EXERCISE GOAL: The only thing to report is how many lines of the data contain the word "Ticker".

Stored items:
Start of Block

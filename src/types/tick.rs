//! Decoded market feed records.
//!
//! Every binary packet decodes into one [`TickRecord`]. Records are handed
//! to the caller and never retained by the session.

use std::fmt;

use chrono::{DateTime, Utc};

use crate::types::enums::{DisconnectReason, ExchangeSegment, FeedResponseCode, MarketStatus};

// ---------------------------------------------------------------------------
// Scalar wrappers
// ---------------------------------------------------------------------------

/// A price from the feed.
///
/// Standard packets carry `f32`, full-depth rows carry `f64`; both widen
/// losslessly into this type. `Display` always renders two decimals.
#[derive(Debug, Clone, Copy, PartialEq, PartialOrd, Default)]
pub struct Price(pub f64);

impl Price {
    /// The raw value.
    pub fn value(self) -> f64 {
        self.0
    }
}

impl From<f32> for Price {
    fn from(v: f32) -> Self {
        Self(f64::from(v))
    }
}

impl From<f64> for Price {
    fn from(v: f64) -> Self {
        Self(v)
    }
}

impl fmt::Display for Price {
    fn fmt(&self, f: &mut fmt::Formatter<'_>) -> fmt::Result {
        write!(f, "{:.2}", self.0)
    }
}

/// Epoch seconds as sent by the exchange, interpreted as UTC.
#[derive(Debug, Clone, Copy, PartialEq, Eq, PartialOrd, Ord, Hash, Default)]
pub struct Timestamp(pub u32);

impl Timestamp {
    /// Seconds since the Unix epoch.
    pub fn epoch_secs(self) -> u32 {
        self.0
    }

    /// Wall-clock time in UTC.
    pub fn to_datetime(self) -> Option<DateTime<Utc>> {
        DateTime::from_timestamp(i64::from(self.0), 0)
    }
}

/// Renders the UTC time of day as `HH:MM:SS`.
impl fmt::Display for Timestamp {
    fn fmt(&self, f: &mut fmt::Formatter<'_>) -> fmt::Result {
        match self.to_datetime() {
            Some(dt) => write!(f, "{}", dt.format("%H:%M:%S")),
            None => write!(f, "{}", self.0),
        }
    }
}

// ---------------------------------------------------------------------------
// Standard feed
// ---------------------------------------------------------------------------

/// Header parsed from the first 8 bytes of every binary market feed packet.
#[derive(Debug, Clone, Copy, PartialEq)]
pub struct PacketHeader {
    /// The response code identifying the packet type.
    pub response_code: FeedResponseCode,
    /// Message length as declared by the server.
    pub message_length: u16,
    /// Exchange segment the data belongs to.
    pub exchange_segment: Option<ExchangeSegment>,
    /// Raw exchange segment byte (always available even if enum variant unknown).
    pub exchange_segment_raw: u8,
    /// Security ID of the instrument.
    pub security_id: u32,
}

/// A single level of 5-level market depth (bid and ask side).
#[derive(Debug, Clone, Copy, PartialEq, Default)]
pub struct DepthLevel {
    /// Bid (buy) quantity.
    pub bid_qty: u32,
    /// Ask (sell) quantity.
    pub ask_qty: u32,
    /// Number of bid orders.
    pub bid_orders: u16,
    /// Number of ask orders.
    pub ask_orders: u16,
    /// Bid price.
    pub bid_price: Price,
    /// Ask price.
    pub ask_price: Price,
}

/// Ticker data (LTP + LTT). Response code 2.
#[derive(Debug, Clone, Copy, PartialEq)]
pub struct Ticker {
    pub header: PacketHeader,
    /// Last traded price.
    pub ltp: Price,
    /// Last trade time.
    pub ltt: Timestamp,
}

/// 5-level market depth. Response code 3.
#[derive(Debug, Clone, Copy, PartialEq)]
pub struct MarketDepth {
    pub header: PacketHeader,
    /// Last traded price.
    pub ltp: Price,
    pub depth: [DepthLevel; 5],
}

/// Quote data with OHLC, volume, etc. Response code 4.
#[derive(Debug, Clone, Copy, PartialEq)]
pub struct Quote {
    pub header: PacketHeader,
    /// Last traded price.
    pub ltp: Price,
    /// Last traded quantity.
    pub ltq: u16,
    /// Last trade time.
    pub ltt: Timestamp,
    /// Average trade price.
    pub avg_price: Price,
    /// Total traded volume for the day.
    pub volume: u32,
    /// Total sell quantity pending.
    pub total_sell_qty: u32,
    /// Total buy quantity pending.
    pub total_buy_qty: u32,
    /// Day open price.
    pub open: Price,
    /// Day close price (only after market close).
    pub close: Price,
    /// Day high price.
    pub high: Price,
    /// Day low price.
    pub low: Price,
}

/// Open interest. Response code 5.
#[derive(Debug, Clone, Copy, PartialEq)]
pub struct OpenInterest {
    pub header: PacketHeader,
    pub oi: u32,
}

/// Previous session close. Response code 6.
/// Sent once when an instrument is first subscribed.
#[derive(Debug, Clone, Copy, PartialEq)]
pub struct PrevClose {
    pub header: PacketHeader,
    /// Previous day closing price.
    pub prev_close: Price,
    /// Previous day open interest.
    pub prev_oi: u32,
}

/// Full data packet including quote + OI + market depth. Response code 8.
#[derive(Debug, Clone, Copy, PartialEq)]
pub struct FullPacket {
    pub header: PacketHeader,
    pub ltp: Price,
    pub ltq: u16,
    pub ltt: Timestamp,
    pub avg_price: Price,
    pub volume: u32,
    pub total_sell_qty: u32,
    pub total_buy_qty: u32,
    /// Open interest.
    pub oi: u32,
    /// Day high OI (NSE_FNO only).
    pub oi_day_high: u32,
    /// Day low OI (NSE_FNO only).
    pub oi_day_low: u32,
    pub open: Price,
    pub close: Price,
    pub high: Price,
    pub low: Price,
    /// 5 levels of market depth (stack-allocated, no heap alloc).
    pub depth: [DepthLevel; 5],
}

/// A decoded market feed event.
#[derive(Debug, Clone, PartialEq)]
pub enum TickRecord {
    Ticker(Ticker),
    MarketDepth(MarketDepth),
    Quote(Quote),
    OpenInterest(OpenInterest),
    PrevClose(PrevClose),
    /// Market status packet. Response code 7.
    Status {
        header: PacketHeader,
        status: MarketStatus,
    },
    Full(FullPacket),
    /// Server-initiated disconnect. Response code 50.
    Disconnect {
        header: PacketHeader,
        reason: DisconnectReason,
    },
    /// Paired bid/ask book from a 20- or 200-level feed.
    FullDepth(DepthSnapshot),
}

impl TickRecord {
    /// Exchange segment of the instrument this record is about.
    pub fn exchange_segment_raw(&self) -> u8 {
        match self {
            Self::FullDepth(s) => s.exchange_segment_raw,
            other => other.header().map_or(0, |h| h.exchange_segment_raw),
        }
    }

    /// Security ID of the instrument this record is about.
    pub fn security_id(&self) -> u32 {
        match self {
            Self::FullDepth(s) => s.security_id,
            other => other.header().map_or(0, |h| h.security_id),
        }
    }

    /// The standard packet header, for records decoded from the standard feed.
    pub fn header(&self) -> Option<&PacketHeader> {
        match self {
            Self::Ticker(t) => Some(&t.header),
            Self::MarketDepth(d) => Some(&d.header),
            Self::Quote(q) => Some(&q.header),
            Self::OpenInterest(o) => Some(&o.header),
            Self::PrevClose(p) => Some(&p.header),
            Self::Status { header, .. } => Some(header),
            Self::Full(f) => Some(&f.header),
            Self::Disconnect { header, .. } => Some(header),
            Self::FullDepth(_) => None,
        }
    }
}

// ---------------------------------------------------------------------------
// Full-depth feed (20 / 200 levels)
// ---------------------------------------------------------------------------

/// Which side of the book a full-depth message carries.
#[derive(Debug, Clone, Copy, PartialEq, Eq, Hash)]
pub enum DepthSide {
    /// Message code 41.
    Bid,
    /// Message code 51.
    Ask,
}

impl DepthSide {
    /// The side that completes a pair with this one.
    pub fn opposite(self) -> Self {
        match self {
            Self::Bid => Self::Ask,
            Self::Ask => Self::Bid,
        }
    }
}

/// One price level of a full-depth book.
#[derive(Debug, Clone, Copy, PartialEq, Default)]
pub struct DepthRow {
    pub price: Price,
    pub quantity: u32,
    pub orders: u32,
}

/// Header of a full-depth message (`<hBBiI>`).
#[derive(Debug, Clone, Copy, PartialEq, Eq)]
pub struct DepthHeader {
    /// Declared message length in bytes, header included.
    pub message_length: i16,
    /// Raw message code (41 bid, 51 ask, 50 disconnect).
    pub message_code: u8,
    pub exchange_segment_raw: u8,
    pub security_id: u32,
    /// Row count (meaningful on the 200-level feed).
    pub row_count: u32,
}

/// One side of a full-depth book, as decoded from a single message.
#[derive(Debug, Clone, PartialEq)]
pub struct DepthBook {
    pub header: DepthHeader,
    pub side: DepthSide,
    pub rows: Vec<DepthRow>,
}

/// A combined bid/ask view for one instrument.
///
/// Bids are sorted by price descending, asks ascending.
#[derive(Debug, Clone, PartialEq)]
pub struct DepthSnapshot {
    pub exchange_segment: Option<ExchangeSegment>,
    pub exchange_segment_raw: u8,
    pub security_id: u32,
    pub bids: Vec<DepthRow>,
    pub asks: Vec<DepthRow>,
}

impl DepthSnapshot {
    /// Bid/ask pairs level by level, up to the shorter side.
    pub fn levels(&self) -> impl Iterator<Item = (&DepthRow, &DepthRow)> {
        self.bids.iter().zip(self.asks.iter())
    }
}

/// One line per paired level, e.g.
/// `bid : {price:101.50, quantity:10, no_of_orders:2} | ask : {...}`.
impl fmt::Display for DepthSnapshot {
    fn fmt(&self, f: &mut fmt::Formatter<'_>) -> fmt::Result {
        for (i, (bid, ask)) in self.levels().enumerate() {
            if i > 0 {
                f.write_str("\n")?;
            }
            write!(
                f,
                "bid : {{price:{}, quantity:{}, no_of_orders:{}}} | ask : {{price:{}, quantity:{}, no_of_orders:{}}}",
                bid.price, bid.quantity, bid.orders, ask.price, ask.quantity, ask.orders,
            )?;
        }
        Ok(())
    }
}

End of Block

FINAL ANSWER: 4